- **Brief**
Retrieve each line that contains the word "handle" from the entries below.
==============================
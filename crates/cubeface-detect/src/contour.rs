use cubeface_core::Mask;
use nalgebra::Point2;

/// Clockwise Moore neighborhood in image coordinates (y grows downward),
/// starting west.
const NBRS: [(i32, i32); 8] = [
    (-1, 0),
    (-1, -1),
    (0, -1),
    (1, -1),
    (1, 0),
    (1, 1),
    (0, 1),
    (-1, 1),
];

fn nbr_index(d: (i32, i32)) -> usize {
    NBRS.iter().position(|&n| n == d).unwrap_or(0)
}

/// Extract candidate facelet centers from a consolidated patch mask.
///
/// Each 8-connected component's external boundary is traced, approximated to
/// a polygon with the given tolerance, and kept only if it is a
/// quadrilateral whose four edge lengths have variance at most
/// `varmax_edges`. The centroid of the four vertices is the candidate.
pub fn square_centers(mask: &Mask, approx_tol: f32, varmax_edges: f32) -> Vec<Point2<f32>> {
    let mut out = Vec::new();
    for contour in external_contours(mask) {
        let pts: Vec<Point2<f32>> = contour
            .iter()
            .map(|&(x, y)| Point2::new(x as f32, y as f32))
            .collect();
        let poly = approx_polygon_closed(&pts, approx_tol);
        if poly.len() != 4 {
            continue;
        }

        let mut lengths = [0.0f32; 4];
        for i in 0..4 {
            lengths[i] = (poly[(i + 1) % 4] - poly[i]).norm();
        }
        let mean = lengths.iter().sum::<f32>() / 4.0;
        let mean_sq = lengths.iter().map(|l| l * l).sum::<f32>() / 4.0;
        if mean_sq - mean * mean > varmax_edges {
            continue;
        }

        let centroid = Point2::from(
            (poly[0].coords + poly[1].coords + poly[2].coords + poly[3].coords) / 4.0,
        );
        out.push(centroid);
    }
    out
}

/// External boundary of every 8-connected component, in tracing order.
fn external_contours(mask: &Mask) -> Vec<Vec<(i32, i32)>> {
    let (w, h) = (mask.width, mask.height);
    let mut seen = vec![false; w * h];
    let mut out = Vec::new();

    for y in 0..h {
        for x in 0..w {
            let i = y * w + x;
            if mask.data[i] == 0 || seen[i] {
                continue;
            }

            // flood-fill the component so it is visited once
            seen[i] = true;
            let mut stack = vec![(x, y)];
            while let Some((cx, cy)) = stack.pop() {
                for &(dx, dy) in &NBRS {
                    let (nx, ny) = (cx as i32 + dx, cy as i32 + dy);
                    if nx < 0 || ny < 0 || nx >= w as i32 || ny >= h as i32 {
                        continue;
                    }
                    let ni = ny as usize * w + nx as usize;
                    if mask.data[ni] != 0 && !seen[ni] {
                        seen[ni] = true;
                        stack.push((nx as usize, ny as usize));
                    }
                }
            }

            // (x, y) is the component's first pixel in row-major order, so
            // its west neighbor is background and valid as initial backtrack
            out.push(moore_trace(mask, (x as i32, y as i32)));
        }
    }
    out
}

/// Trace one external boundary clockwise from its topmost-leftmost pixel.
fn moore_trace(mask: &Mask, start: (i32, i32)) -> Vec<(i32, i32)> {
    let is_set = |x: i32, y: i32| {
        x >= 0
            && y >= 0
            && x < mask.width as i32
            && y < mask.height as i32
            && mask.data[y as usize * mask.width + x as usize] != 0
    };

    let mut contour = vec![start];
    let mut c = start;
    let mut b_idx = 0; // backtrack direction, starts west
    let cap = 4 * mask.width * mask.height;

    for _ in 0..cap {
        let mut found = None;
        for k in 1..=8 {
            let idx = (b_idx + k) % 8;
            let (dx, dy) = NBRS[idx];
            if is_set(c.0 + dx, c.1 + dy) {
                found = Some((idx, (c.0 + dx, c.1 + dy)));
                break;
            }
        }
        let Some((idx, next)) = found else {
            break; // isolated pixel
        };
        if next == start {
            break;
        }

        // new backtrack: the background neighbor scanned just before `next`,
        // re-expressed relative to `next`
        let (bdx, bdy) = NBRS[(idx + 7) % 8];
        let back = (c.0 + bdx, c.1 + bdy);
        c = next;
        b_idx = nbr_index((back.0 - c.0, back.1 - c.1));
        contour.push(c);
    }

    contour
}

/// Approximate a closed contour with the Douglas-Peucker algorithm.
///
/// The contour is split at the vertex farthest from its first point and both
/// open halves are simplified, which keeps the result independent of where
/// the trace happened to start.
fn approx_polygon_closed(pts: &[Point2<f32>], tol: f32) -> Vec<Point2<f32>> {
    if pts.len() < 3 {
        return pts.to_vec();
    }

    let mut split = 0;
    let mut dmax = 0.0f32;
    for (i, p) in pts.iter().enumerate() {
        let d = (p - pts[0]).norm();
        if d > dmax {
            dmax = d;
            split = i;
        }
    }
    if split == 0 {
        return vec![pts[0]];
    }

    let mut out = Vec::new();
    simplify(&pts[..=split], tol, &mut out);
    let mut tail: Vec<Point2<f32>> = pts[split..].to_vec();
    tail.push(pts[0]);
    simplify(&tail, tol, &mut out);
    out
}

/// Append the simplified polyline to `out`, including the first vertex and
/// excluding the last.
fn simplify(pts: &[Point2<f32>], tol: f32, out: &mut Vec<Point2<f32>>) {
    if pts.len() <= 2 {
        out.push(pts[0]);
        return;
    }

    let (first, last) = (pts[0], pts[pts.len() - 1]);
    let mut split = 0;
    let mut dmax = 0.0f32;
    for (i, p) in pts.iter().enumerate().take(pts.len() - 1).skip(1) {
        let d = point_segment_distance(*p, first, last);
        if d > dmax {
            dmax = d;
            split = i;
        }
    }

    if dmax > tol {
        simplify(&pts[..=split], tol, out);
        simplify(&pts[split..], tol, out);
    } else {
        out.push(first);
    }
}

fn point_segment_distance(p: Point2<f32>, a: Point2<f32>, b: Point2<f32>) -> f32 {
    let ab = b - a;
    let len_sq = ab.norm_squared();
    if len_sq <= f32::EPSILON {
        return (p - a).norm();
    }
    let t = ((p - a).dot(&ab) / len_sq).clamp(0.0, 1.0);
    (p - (a + ab * t)).norm()
}
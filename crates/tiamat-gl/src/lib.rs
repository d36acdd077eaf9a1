//! Tiamat GL device layer.
//!
//! Sits between a 2D drawing engine and OpenGL. All device work is funnelled
//! through one [`Dispatcher`] onto the thread that owns the GL context, and
//! redundant binds/blend changes are dropped against a local state mirror.
//!
//! Typical setup on the device thread:
//!
//! ```ignore
//! let (dispatcher, queue) = tiamat_gl::dispatch::queue();
//! let device = tiamat_gl::device::GlowDevice::new(|name| loader(name));
//! let context = tiamat_gl::initialize(device, dispatcher)?;
//! context.reset()?;
//! // hand `context` to the engine threads, then serve them:
//! queue.run();
//! ```

pub mod blend;
pub mod cache;
pub mod device;
pub mod dispatch;
pub mod error;
pub mod handle;
pub mod logging;

mod context;

pub use blend::CompositeMode;
pub use cache::{AttribLocation, UniformLocation, Viewport};
pub use context::{current, initialize, Context, UniformValue};
pub use dispatch::Dispatcher;
pub use error::{Error, Result};
pub use handle::{Buffer, BufferKind, DataType, Framebuffer, Program, Shader, ShaderKind, Texture};
use std::collections::HashMap;

use crate::device::LOCATION_NOT_FOUND;
use crate::handle::Program;

/// Resolved uniform slot of a linked program.
#[derive(Debug, Copy, Clone, Eq, PartialEq, Hash)]
pub struct UniformLocation(i32);

impl UniformLocation {
    #[inline]
    pub const fn raw(self) -> i32 {
        self.0
    }
}

/// Resolved vertex attribute index of a linked program.
#[derive(Debug, Copy, Clone, Eq, PartialEq, Hash)]
pub struct AttribLocation(u32);

impl AttribLocation {
    #[inline]
    pub const fn index(self) -> u32 {
        self.0
    }
}

/// Per-program name → location memo.
///
/// A name is resolved through the device the first time it is asked for and
/// served from memory afterwards. Entries of a program must be dropped before
/// the program is deleted, since the device may hand the same id out again.
///
/// A name the program does not define is a broken shader/engine contract and
/// panics rather than returning an error.
#[derive(Debug, Default)]
pub(crate) struct LocationCache {
    uniforms: HashMap<Program, HashMap<String, UniformLocation>>,
    attribs: HashMap<Program, HashMap<String, AttribLocation>>,
}

impl LocationCache {
    pub fn new() -> Self {
        Self::default()
    }

    pub fn uniform(
        &mut self,
        program: Program,
        name: &str,
        resolve: impl FnOnce(&str) -> i32,
    ) -> UniformLocation {
        let names = self.uniforms.entry(program).or_default();
        if let Some(&location) = names.get(name) {
            return location;
        }

        let raw = resolve(name);
        if raw == LOCATION_NOT_FOUND {
            panic!("gl: invalid uniform location: {name}");
        }

        let location = UniformLocation(raw);
        names.insert(name.to_owned(), location);
        location
    }

    pub fn attrib(
        &mut self,
        program: Program,
        name: &str,
        resolve: impl FnOnce(&str) -> i32,
    ) -> AttribLocation {
        let names = self.attribs.entry(program).or_default();
        if let Some(&location) = names.get(name) {
            return location;
        }

        let raw = resolve(name);
        let Ok(index) = u32::try_from(raw) else {
            panic!("gl: invalid attrib location: {name}");
        };

        let location = AttribLocation(index);
        names.insert(name.to_owned(), location);
        location
    }

    pub fn forget_program(&mut self, program: Program) {
        self.uniforms.remove(&program);
        self.attribs.remove(&program);
    }

    #[cfg(test)]
    pub fn contains_program(&self, program: Program) -> bool {
        self.uniforms.contains_key(&program) || self.attribs.contains_key(&program)
    }
}
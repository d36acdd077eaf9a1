//! The device connection exposed to the drawing engine.
//!
//! [`Context`] owns the device, the state mirror and the location cache.
//! Every method packages its work as one task and runs it through the
//! [`Dispatcher`], so device effects happen on the device thread and in
//! call order. Nothing outside this module can reach the device.
//!
//! Error model:
//! - creation/compile/link failures return [`Error`](crate::Error)
//! - deleting a dead handle is a silent no-op
//! - an unknown uniform/attribute name panics inside the task

mod connection;
mod global;
mod program;
mod resources;

use std::sync::{Arc, Mutex};

pub use global::{current, initialize};
pub use program::UniformValue;

use self::connection::Connection;
use crate::blend::CompositeMode;
use crate::cache::{AttribLocation, UniformLocation, Viewport};
use crate::device::Device;
use crate::dispatch::{lock, Dispatcher};
use crate::error::Result;
use crate::handle::{Buffer, BufferKind, DataType, Framebuffer, Program, Shader, ShaderKind, Texture};

pub struct Context {
    dispatcher: Dispatcher,
    connection: Arc<Mutex<Connection>>,
}

impl Context {
    /// Creates a context that is not registered process-wide.
    ///
    /// The device is untouched until [`Context::reset`].
    pub fn new(device: impl Device + 'static, dispatcher: Dispatcher) -> Self {
        Self {
            dispatcher,
            connection: Arc::new(Mutex::new(Connection::new(Box::new(device)))),
        }
    }

    fn run<R, F>(&self, f: F) -> Result<R>
    where
        F: FnOnce(&mut Connection) -> Result<R> + Send + 'static,
        R: Send + 'static,
    {
        let connection = Arc::clone(&self.connection);
        self.dispatcher.call(move || f(&mut lock(&connection)))
    }

    fn exec<F>(&self, f: F) -> Result<()>
    where
        F: FnOnce(&mut Connection) + Send + 'static,
    {
        self.run(move |c| {
            f(c);
            Ok(())
        })
    }

    /// Runs a read-only query; a failed dispatch yields `R::default()`.
    fn query<R, F>(&self, what: &str, f: F) -> R
    where
        F: FnOnce(&mut Connection) -> R + Send + 'static,
        R: Default + Send + 'static,
    {
        self.run(move |c| Ok(f(c))).unwrap_or_else(|err| {
            log::warn!("{what} query failed: {err}");
            R::default()
        })
    }

    // ── lifecycle & state ─────────────────────────────────────────────────

    /// Initializes the device on first use and re-synchronizes every cache.
    ///
    /// Call again whenever the GL context was lost and recreated.
    pub fn reset(&self) -> Result<()> {
        self.run(Connection::reset)
    }

    pub fn set_blend_mode(&self, mode: CompositeMode) -> Result<()> {
        self.exec(move |c| c.set_composite_mode(mode))
    }

    pub fn blend_mode(&self) -> Option<CompositeMode> {
        self.query("blend mode", |c| c.composite_mode())
    }

    /// Cached viewport, `None` while unknown.
    pub fn viewport(&self) -> Option<Viewport> {
        self.query("viewport", |c| c.viewport())
    }

    pub fn max_texture_size(&self) -> i32 {
        self.query("max texture size", |c| c.device.max_texture_size())
    }

    pub fn flush(&self) -> Result<()> {
        self.exec(|c| c.device.flush())
    }

    // ── textures ──────────────────────────────────────────────────────────

    pub fn create_texture(&self, width: i32, height: i32) -> Result<Texture> {
        self.run(move |c| c.create_texture(width, height))
    }

    pub fn delete_texture(&self, texture: Texture) -> Result<()> {
        self.exec(move |c| c.delete_texture(texture))
    }

    pub fn is_texture(&self, texture: Texture) -> bool {
        self.query("texture liveness", move |c| c.is_texture(texture))
    }

    pub fn bind_texture(&self, texture: Texture) -> Result<()> {
        self.exec(move |c| c.bind_texture(texture))
    }

    pub fn bound_texture(&self) -> Texture {
        self.query("bound texture", |c| c.bound_texture())
    }

    /// Uploads RGBA rows into the currently bound texture.
    ///
    /// Fails with [`Error::PixelData`](crate::Error::PixelData) when `pixels`
    /// is shorter than the region.
    pub fn write_sub_region(&self, pixels: &[u8], x: i32, y: i32, width: i32, height: i32) -> Result<()> {
        let pixels = pixels.to_vec();
        self.run(move |c| c.write_sub_region(&pixels, x, y, width, height))
    }

    // ── framebuffers ──────────────────────────────────────────────────────

    /// Creates a framebuffer rendering into `texture`.
    ///
    /// The new framebuffer is left bound.
    pub fn create_framebuffer(&self, texture: Texture) -> Result<Framebuffer> {
        self.run(move |c| c.create_framebuffer(texture))
    }

    pub fn delete_framebuffer(&self, framebuffer: Framebuffer) -> Result<()> {
        self.exec(move |c| c.delete_framebuffer(framebuffer))
    }

    pub fn bind_framebuffer(&self, framebuffer: Framebuffer) -> Result<()> {
        self.exec(move |c| c.bind_framebuffer(framebuffer))
    }

    pub fn bound_framebuffer(&self) -> Framebuffer {
        self.query("bound framebuffer", |c| c.bound_framebuffer())
    }

    /// Binds `framebuffer` and sizes the viewport to `width`x`height`.
    pub fn set_viewport(&self, framebuffer: Framebuffer, width: i32, height: i32) -> Result<()> {
        self.exec(move |c| c.set_viewport(framebuffer, width, height))
    }

    pub fn bind_screen_framebuffer(&self) -> Result<()> {
        self.exec(|c| c.bind_screen_framebuffer())
    }

    /// Framebuffer the windowing layer had bound at the last reset.
    pub fn screen_framebuffer(&self) -> Framebuffer {
        self.query("screen framebuffer", |c| c.screen())
    }

    /// Returns `width * height` RGBA pixels of `framebuffer`.
    pub fn read_pixels(&self, framebuffer: Framebuffer, width: i32, height: i32) -> Result<Vec<u8>> {
        self.run(move |c| c.read_pixels(framebuffer, width, height))
    }

    // ── shaders & programs ────────────────────────────────────────────────

    pub fn compile_shader(&self, kind: ShaderKind, source: &str) -> Result<Shader> {
        let source = source.to_owned();
        self.run(move |c| c.compile_shader(kind, &source))
    }

    pub fn delete_shader(&self, shader: Shader) -> Result<()> {
        self.exec(move |c| c.delete_shader(shader))
    }

    pub fn link_program(&self, shaders: &[Shader]) -> Result<Program> {
        let shaders = shaders.to_vec();
        self.run(move |c| c.link_program(&shaders))
    }

    pub fn use_program(&self, program: Program) -> Result<()> {
        self.exec(move |c| c.use_program(program))
    }

    pub fn delete_program(&self, program: Program) -> Result<()> {
        self.exec(move |c| c.delete_program(program))
    }

    pub fn uniform_location(&self, program: Program, name: &str) -> Result<UniformLocation> {
        let name = name.to_owned();
        self.run(move |c| Ok(c.uniform_location(program, &name)))
    }

    pub fn attrib_location(&self, program: Program, name: &str) -> Result<AttribLocation> {
        let name = name.to_owned();
        self.run(move |c| Ok(c.attrib_location(program, &name)))
    }

    pub fn set_uniform(&self, program: Program, name: &str, value: impl Into<UniformValue>) -> Result<()> {
        let name = name.to_owned();
        let value = value.into();
        self.exec(move |c| c.set_uniform(program, &name, value))
    }

    pub fn vertex_attrib_pointer(
        &self,
        program: Program,
        name: &str,
        size: i32,
        data_type: DataType,
        stride: i32,
        offset: i32,
    ) -> Result<()> {
        let name = name.to_owned();
        self.exec(move |c| c.vertex_attrib_pointer(program, &name, size, data_type, stride, offset))
    }

    pub fn enable_vertex_attrib_array(&self, program: Program, name: &str) -> Result<()> {
        let name = name.to_owned();
        self.exec(move |c| c.enable_vertex_attrib_array(program, &name))
    }

    pub fn disable_vertex_attrib_array(&self, program: Program, name: &str) -> Result<()> {
        let name = name.to_owned();
        self.exec(move |c| c.disable_vertex_attrib_array(program, &name))
    }

    // ── buffers ───────────────────────────────────────────────────────────

    /// Allocates `size` bytes of vertex storage; the buffer is left bound.
    pub fn create_vertex_buffer(&self, size: usize) -> Result<Buffer> {
        self.run(move |c| c.create_buffer(BufferKind::Vertex, size))
    }

    /// Allocates `size` bytes of index storage; the buffer is left bound.
    pub fn create_index_buffer(&self, size: usize) -> Result<Buffer> {
        self.run(move |c| c.create_buffer(BufferKind::Index, size))
    }

    pub fn bind_buffer(&self, kind: BufferKind, buffer: Buffer) -> Result<()> {
        self.exec(move |c| c.bind_buffer(kind, buffer))
    }

    /// Overwrites the bound vertex buffer from its start.
    pub fn overwrite_vertex_buffer(&self, data: &[f32]) -> Result<()> {
        let bytes = bytemuck::cast_slice::<f32, u8>(data).to_vec();
        self.exec(move |c| c.overwrite_buffer(BufferKind::Vertex, &bytes))
    }

    /// Overwrites the bound index buffer from its start.
    pub fn overwrite_index_buffer(&self, data: &[u16]) -> Result<()> {
        let bytes = bytemuck::cast_slice::<u16, u8>(data).to_vec();
        self.exec(move |c| c.overwrite_buffer(BufferKind::Index, &bytes))
    }

    pub fn delete_buffer(&self, buffer: Buffer) -> Result<()> {
        self.exec(move |c| c.delete_buffer(buffer))
    }

    /// Draws `count` indices of the bound index buffer as triangles.
    pub fn draw_indexed(&self, count: i32, byte_offset: i32) -> Result<()> {
        self.exec(move |c| c.draw_indexed(count, byte_offset))
    }
}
==============================
- **Response**
pub mod handle;
pub use handle::{Buffer, BufferKind, DataType, Framebuffer, Program, Shader, ShaderKind, Texture};
use crate::handle::Program;
//! - deleting a dead handle is a silent no-op
use crate::handle::{Buffer, BufferKind, DataType, Framebuffer, Program, Shader, ShaderKind, Texture};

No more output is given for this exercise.